Hang in there Diane. Have been thinking of you while I was gone wondering
how she was and how you were. Hopefully your flare subsided a little to get
you through this.
Kelly
> Thanks Donna and everyone else who has replied. I think I will drop a
> note to the specialists that have cared for Mom. In particular because
[quoted text clipped - 9 lines]
> if I dropped them a note. I just didn't want to do the wrong thing.
> Thanks. DianeW
DianeW - 03 Feb 2006 15:26 GMT
I posted under "About my Mom" on Jan 28th if you want to read about it.
She passed very comfortably. Thank you. Last nite I sent out a card to
her doctors, kinda like an announcement type thing that I printed on
the computer and used each doctors name individually. I also sent a
hand written note to the doctors that were actually caring for her at
the tije of her death. I'm trying to get ready for the insurge of
family next week. We are having her Memorial Mass next Friday and I'll
have about 10 family members staying with me and the rest in hotels.
Lots of little ones. Last week I was in a fog but I'm doing better now.
The flare seems to have subsided. Now if I could get the back to
heal.......Cyberhugs..DianeW
Kelly - 03 Feb 2006 18:17 GMT
Thanks - I found the post. Sounds like the way I would like to go
(especially the part about the chocolate in the drawer. Good woman!). So
sorry to hear about your brother.
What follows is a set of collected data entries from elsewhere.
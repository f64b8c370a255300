//! Operational counters and spike telemetry.

use crate::error::Result;
use crate::store::SharedStore;
use tracing::info;

/// Monotonic counters for operational events.
///
/// None of these stop the simulation; they are collected here and
/// reported through the recording region (and the log) at the end of the
/// run.
#[derive(Debug, Default, Clone, Copy, PartialEq, Eq)]
pub struct Diagnostics {
    /// Rows processed for real spikes.
    pub rows_processed: u64,
    /// Rows processed as flushes.
    pub rows_flushed: u64,
    /// Delay-extension rows replayed.
    pub delay_rows_replayed: u64,
    /// Spike keys with no key-lookup match.
    pub unknown_keys: u64,
    /// Spike-queue overflows (from the queue's own counter).
    pub spike_overflows: u64,
    /// Delay-row-buffer overflows.
    pub delay_row_overflows: u64,
    /// Ring-buffer saturations.
    pub ring_saturations: u64,
}

impl Diagnostics {
    /// Log a one-line summary at `info` level.
    pub fn log_summary(&self) {
        info!(
            rows = self.rows_processed,
            flushes = self.rows_flushed,
            delay_rows = self.delay_rows_replayed,
            unknown_keys = self.unknown_keys,
            spike_overflows = self.spike_overflows,
            delay_overflows = self.delay_row_overflows,
            saturations = self.ring_saturations,
            "simulation counters"
        );
    }

    /// Whether any operational fault was counted.
    #[must_use]
    pub fn any_faults(&self) -> bool {
        self.unknown_keys != 0
            || self.spike_overflows != 0
            || self.delay_row_overflows != 0
            || self.ring_saturations != 0
    }
}

/// Spike telemetry sink: appends `(tick, key)` pairs into the
/// SpikeRecording region of the shared store until it is full.
///
/// Records past capacity are dropped and counted, never an error.
#[derive(Debug)]
pub struct SpikeRecord {
    base: u32,
    capacity_words: u32,
    cursor: u32,
    dropped: u64,
}

impl SpikeRecord {
    /// Create a sink over `capacity_words` words at `base`.
    #[must_use]
    pub fn new(base: u32, capacity_words: u32) -> Self {
        Self {
            base,
            capacity_words,
            cursor: 0,
            dropped: 0,
        }
    }

    /// Append one `(tick, key)` record.
    ///
    /// # Errors
    ///
    /// Fails only on a store fault (fatal); a full region just counts a
    /// drop.
    pub fn record(&mut self, store: &mut impl SharedStore, tick: u32, key: u32) -> Result<()> {
        if self.cursor + 2 > self.capacity_words {
            self.dropped += 1;
            return Ok(());
        }
        store.write_words(self.base + self.cursor, &[tick, key])?;
        self.cursor += 2;
        Ok(())
    }

    /// Words written so far.
    #[must_use]
    pub fn written_words(&self) -> u32 {
        self.cursor
    }

    /// Records dropped because the region filled up.
    #[must_use]
    pub fn dropped_count(&self) -> u64 {
        self.dropped
    }
}
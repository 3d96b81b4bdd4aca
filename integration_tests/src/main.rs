//! Integration tests for the SPS serial firmware.
//!
//! Run after flashing the firmware: connects over BLE, opens a credit
//! session and checks the echo application end to end.

mod sps_client;

use std::time::Duration;

use clap::Parser;
use colored::Colorize;

use sps_client::SpsClient;
use tests::{print_results, run_all_tests};

#[derive(Parser)]
#[command(name = "integration-tests")]
#[command(about = "BLE integration tests for the SPS serial firmware")]
struct Args {
    /// BLE device name, "SPS-" followed by the last three MAC bytes in hex
    #[arg(short, long)]
    name: String,

    /// BLE scan timeout in seconds
    #[arg(long, default_value = "10")]
    scan_timeout: u64,
}

#[tokio::main]
async fn main() -> anyhow::Result<()> {
    let args = Args::parse();

    println!("{}", "SPS Serial Integration Tests".bold());
    println!("Scanning for \"{}\"...", args.name);

    let client = SpsClient::connect_by_name(&args.name, Duration::from_secs(args.scan_timeout)).await?;
    println!("{}", "Connected!".green());

    println!("\nRunning tests...\n");

    let results = run_all_tests(&client).await;
    print_results(&results);

    client.disconnect().await.ok();

    // Exit with error code if any tests failed
    let failed = results.iter().filter(|r| !r.passed).count();
    if failed > 0 {
        std::process::exit(1);
    }

    Ok(())
}
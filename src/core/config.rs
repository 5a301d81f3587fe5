//! Serializable logger configuration

use super::{
    error::{LoggerError, Result},
    log_level::LogLevel,
};
use serde::{Deserialize, Serialize};

/// Settings a [`Logger`](super::Logger) can be built from.
///
/// Missing fields take their defaults, so `{}` is a valid configuration.
///
/// ```
/// use log_dispatch::{LogLevel, LoggerConfig};
///
/// let config = LoggerConfig::from_json(r#"{"name":"gateway","remote_level":"WARN"}"#).unwrap();
/// assert_eq!(config.name.as_deref(), Some("gateway"));
/// assert_eq!(config.remote_level, LogLevel::Warning);
/// ```
#[derive(Debug, Clone, PartialEq, Eq, Serialize, Deserialize)]
#[serde(default, deny_unknown_fields)]
pub struct LoggerConfig {
    /// Display name; when absent the name follows the last added handler.
    pub name: Option<String>,
    /// Lowest level handed to the remote-forward callback.
    pub remote_level: LogLevel,
    /// Whether handler registration may seed the default logger's name.
    pub seed_default_name: bool,
}

impl Default for LoggerConfig {
    fn default() -> Self {
        Self {
            name: None,
            remote_level: LogLevel::Error,
            seed_default_name: true,
        }
    }
}

impl LoggerConfig {
    pub fn from_json(json: &str) -> Result<Self> {
        let config: LoggerConfig = serde_json::from_str(json)?;
        config.validate()?;
        Ok(config)
    }

    pub fn validate(&self) -> Result<()> {
        if matches!(self.name.as_deref(), Some(name) if name.trim().is_empty()) {
            return Err(LoggerError::config("LoggerConfig", "name must not be blank"));
        }
        Ok(())
    }
}
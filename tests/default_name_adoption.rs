//! Naming of the default logger by the first registered handler
//!
//! Kept in its own test binary: the default logger is process-wide and
//! this test depends on it starting without a name.

use log_dispatch::{default_logger, ChannelEmitter, Logger};
use std::sync::Arc;

#[test]
fn test_first_seeding_registration_names_default_logger() {
    assert_eq!(default_logger().name(), "");

    // A logger that opted out does not name the default logger
    let private = Logger::builder().seed_default_name(false).build();
    private.add_handler("private", Arc::new(ChannelEmitter::unbounded().0));
    assert_eq!(default_logger().name(), "");

    // The first seeding registration anywhere does
    let service = Logger::new();
    service.add_handler("app", Arc::new(ChannelEmitter::unbounded().0));
    assert_eq!(service.name(), "app");
    assert_eq!(default_logger().name(), "app");

    // Later registrations elsewhere leave it alone
    let worker = Logger::new();
    worker.add_handler("worker", Arc::new(ChannelEmitter::unbounded().0));
    assert_eq!(default_logger().name(), "app");

    // Registering on the default logger itself renames it, last writer wins
    let (emitter, records) = ChannelEmitter::unbounded();
    default_logger().add_handler("console", Arc::new(emitter));
    assert_eq!(default_logger().name(), "console");

    log_dispatch::global::info("named");
    let (source, record) = records.try_recv().expect("record delivered");
    assert_eq!(source, "console");
    assert_eq!(record.message, "named");
}
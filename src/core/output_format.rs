//! Output format configuration for the bundled emitters
//!
//! - Text: `[2025-01-08T10:30:45.123Z] [INFO ] gateway - Request processed`
//! - Json: one JSON object per record
//! - Logfmt: `key=value` pairs

use super::record::Record;
use super::timestamp::TimestampFormat;
use serde::{Deserialize, Serialize};

#[derive(Debug, Clone, Copy, Default, PartialEq, Eq, Serialize, Deserialize)]
pub enum OutputFormat {
    #[default]
    Text,
    Json,
    Logfmt,
}

impl OutputFormat {
    /// Render one record as a single line (no trailing newline).
    pub fn format(
        &self,
        logger_name: &str,
        record: &Record,
        timestamp_format: &TimestampFormat,
    ) -> String {
        match self {
            OutputFormat::Text => format_text(logger_name, record, timestamp_format),
            OutputFormat::Json => format_json(logger_name, record, timestamp_format),
            OutputFormat::Logfmt => format_logfmt(logger_name, record, timestamp_format),
        }
    }
}

/// Escape line breaks and tabs so a message cannot forge extra log lines.
pub fn sanitize_message(message: &str) -> String {
    message
        .replace('\n', "\\n")
        .replace('\r', "\\r")
        .replace('\t', "\\t")
}

fn format_text(logger_name: &str, record: &Record, timestamp_format: &TimestampFormat) -> String {
    format!(
        "[{}] [{}] {} - {}",
        timestamp_format.format(&record.time),
        record.level.label(),
        logger_name,
        sanitize_message(&record.message)
    )
}

fn format_json(logger_name: &str, record: &Record, timestamp_format: &TimestampFormat) -> String {
    let timestamp = match timestamp_format {
        TimestampFormat::Unix => serde_json::Value::Number(record.time.timestamp().into()),
        TimestampFormat::UnixMillis => {
            serde_json::Value::Number(record.time.timestamp_millis().into())
        }
        _ => serde_json::Value::String(timestamp_format.format(&record.time)),
    };

    serde_json::json!({
        "timestamp": timestamp,
        "level": record.level.name(),
        "logger": logger_name,
        "message": record.message,
    })
    .to_string()
}

fn format_logfmt(logger_name: &str, record: &Record, timestamp_format: &TimestampFormat) -> String {
    format!(
        "timestamp={} level={} logger={} message={}",
        escape_logfmt_value(&timestamp_format.format(&record.time)),
        record.level.name(),
        escape_logfmt_value(logger_name),
        quote_logfmt_value(&sanitize_message(&record.message))
    )
}

/// Quote a logfmt value if it contains spaces or separators
fn escape_logfmt_value(value: &str) -> String {
    if value.is_empty() || value.contains(' ') || value.contains('"') || value.contains('=') {
        quote_logfmt_value(value)
    } else {
        value.to_string()
    }
}

fn quote_logfmt_value(value: &str) -> String {
    format!("\"{}\"", value.replace('\\', "\\\\").replace('"', "\\\""))
}

#[cfg(test)]
mod tests {
    use super::*;
    use crate::core::LogLevel;
    use chrono::{TimeZone, Utc};

    fn record(level: LogLevel, message: &str) -> Record {
        let time = Utc.with_ymd_and_hms(2025, 1, 8, 10, 30, 45).single().unwrap();
        Record::at(time, level, message)
    }

    #[test]
    fn test_text_format() {
        let result = OutputFormat::Text.format(
            "gateway",
            &record(LogLevel::Info, "Request processed"),
            &TimestampFormat::Iso8601,
        );
        assert_eq!(
            result,
            "[2025-01-08T10:30:45.000Z] [INFO ] gateway - Request processed"
        );
    }

    #[test]
    fn test_text_escapes_line_breaks() {
        let result = OutputFormat::Text.format(
            "app",
            &record(LogLevel::Info, "login\nERROR forged"),
            &TimestampFormat::Unix,
        );
        assert!(!result.contains('\n'));
        assert!(result.contains("login\\nERROR forged"));
    }

    #[test]
    fn test_json_format() {
        let result = OutputFormat::Json.format(
            "billing",
            &record(LogLevel::Warning, "Retry 3 of 5"),
            &TimestampFormat::Unix,
        );

        let parsed: serde_json::Value = serde_json::from_str(&result).unwrap();
        assert_eq!(parsed["level"], "WARNING");
        assert_eq!(parsed["logger"], "billing");
        assert_eq!(parsed["message"], "Retry 3 of 5");
        assert_eq!(parsed["timestamp"], 1_736_332_245);
    }

    #[test]
    fn test_logfmt_format() {
        let result = OutputFormat::Logfmt.format(
            "",
            &record(LogLevel::Error, "say \"hi\""),
            &TimestampFormat::Iso8601,
        );
        assert!(result.contains("level=ERROR"));
        assert!(result.contains("logger=\"\""));
        assert!(result.contains("message=\"say \\\"hi\\\"\""));
    }

    #[test]
    fn test_output_format_default() {
        assert_eq!(OutputFormat::default(), OutputFormat::Text);
    }
}
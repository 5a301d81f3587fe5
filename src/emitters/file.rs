//! File emitter implementation

use super::level_filter::LevelFilter;
use crate::core::{
    Closeable, Emitter, LevelAware, LevelRange, LoggerError, OutputFormat, Record, Result,
    TimestampFormat,
};
use parking_lot::Mutex;
use std::fs::{File, OpenOptions};
use std::io::{BufWriter, Write};
use std::path::{Path, PathBuf};

/// Appends one line per record to a file.
///
/// Closing flushes and releases the file handle; later records are
/// rejected with [`LoggerError::EmitterClosed`].
pub struct FileEmitter {
    path: PathBuf,
    writer: Mutex<Option<BufWriter<File>>>,
    timestamp_format: TimestampFormat,
    output_format: OutputFormat,
    filter: LevelFilter,
}

impl FileEmitter {
    pub fn new(path: impl Into<PathBuf>) -> Result<Self> {
        let path = path.into();
        let file = OpenOptions::new()
            .create(true)
            .append(true)
            .open(&path)
            .map_err(|e| {
                LoggerError::io_operation("opening log file", path.display().to_string(), e)
            })?;

        Ok(Self {
            path,
            writer: Mutex::new(Some(BufWriter::new(file))),
            timestamp_format: TimestampFormat::default(),
            output_format: OutputFormat::default(),
            filter: LevelFilter::default(),
        })
    }

    /// Set the timestamp format for this emitter
    ///
    /// ```no_run
    /// use log_dispatch::{FileEmitter, TimestampFormat};
    ///
    /// let emitter = FileEmitter::new("/var/log/app.log")
    ///     .unwrap()
    ///     .with_timestamp_format(TimestampFormat::Rfc3339);
    /// ```
    #[must_use]
    pub fn with_timestamp_format(mut self, format: TimestampFormat) -> Self {
        self.timestamp_format = format;
        self
    }

    #[must_use]
    pub fn with_output_format(mut self, format: OutputFormat) -> Self {
        self.output_format = format;
        self
    }

    #[must_use]
    pub fn with_level_range(self, range: LevelRange) -> Self {
        self.filter.set_range(range);
        self
    }

    pub fn path(&self) -> &Path {
        &self.path
    }

    pub fn is_closed(&self) -> bool {
        self.writer.lock().is_none()
    }

    fn closed_error(&self) -> LoggerError {
        LoggerError::closed(self.path.display().to_string())
    }
}

impl Emitter for FileEmitter {
    fn emit(&self, logger_name: &str, record: &Record) -> Result<()> {
        if !self.filter.allows(record.level) {
            return Ok(());
        }

        let mut line = self
            .output_format
            .format(logger_name, record, &self.timestamp_format);
        line.push('\n');

        let mut guard = self.writer.lock();
        let writer = guard.as_mut().ok_or_else(|| self.closed_error())?;
        writer.write_all(line.as_bytes())?;
        Ok(())
    }

    fn flush(&self) -> Result<()> {
        if let Some(writer) = self.writer.lock().as_mut() {
            writer.flush()?;
        }
        Ok(())
    }

    fn as_closeable(&self) -> Option<&dyn Closeable> {
        Some(self)
    }

    fn as_level_aware(&self) -> Option<&dyn LevelAware> {
        Some(&self.filter)
    }
}

impl Closeable for FileEmitter {
    fn close(&self) -> Result<()> {
        match self.writer.lock().take() {
            Some(mut writer) => writer.flush().map_err(|e| {
                LoggerError::io_operation("closing log file", self.path.display().to_string(), e)
            }),
            None => Ok(()),
        }
    }
}

impl Drop for FileEmitter {
    fn drop(&mut self) {
        // Ensure all buffered data is flushed to disk
        let _ = self.flush();
    }
}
There is always a fly in the ointment my
grandmother would say.
If I were nearer instead of half a continent away I would help you get ready
for the relatives! Wow! Glad that flare has subsided as you will need the
strength. Try to delegate lifting and especially vacuuming with that back.
Will be sending good thoughts your way all week. Please take care Diane.
Hugs (very gentle ones),
Kelly in British Columbia, Canada.
>I posted under "About my Mom" on Jan 28th if you want to read about it.
> She passed very comfortably. Thank you. Last nite I sent out a card to
[quoted text clipped - 7 lines]
> The flare seems to have subsided. Now if I could get the back to
> heal.......Cyberhugs..DianeW
DianeW - 03 Feb 2006 20:14 GMT
Thanks Kelly - I have a housekeeper that cleans for me and I have her
coming a second time next week for a few hours to change the bed linens
for me and to clean the bathrooms etc. You wouldn't think 2 people
could mess up a house that much but we manage too; Plus my son will be
in this weekend and that will mean his bed needs changing again. The
only problem is that she doesn't really speak much English and it's
hard to communicate with her when I have to tell her different than the
usual things. I might have her clean out the fridge too! She's really
very good. She got tired of not cleaning the part of the kitchen
counter where I stack the mail. After 3 weeks in the hospital it was
really out of control and I found her sorting it for
me....Interestingly enough - she had done it quite like I would -
bills, catalogues and junk mail! I was so surprised! DianeW
Nann Bell - 04 Feb 2006 03:58 GMT
> I posted under "About my Mom" on Jan 28th if you want to read about it.
> She passed very comfortably. Thank you. Last nite I sent out a card to
[quoted text clipped - 7 lines]
> The flare seems to have subsided. Now if I could get the back to
> heal.......Cyberhugs..DianeW
(((((((((((Diane)))))))))))) healing prayers and thoughts on all fronts.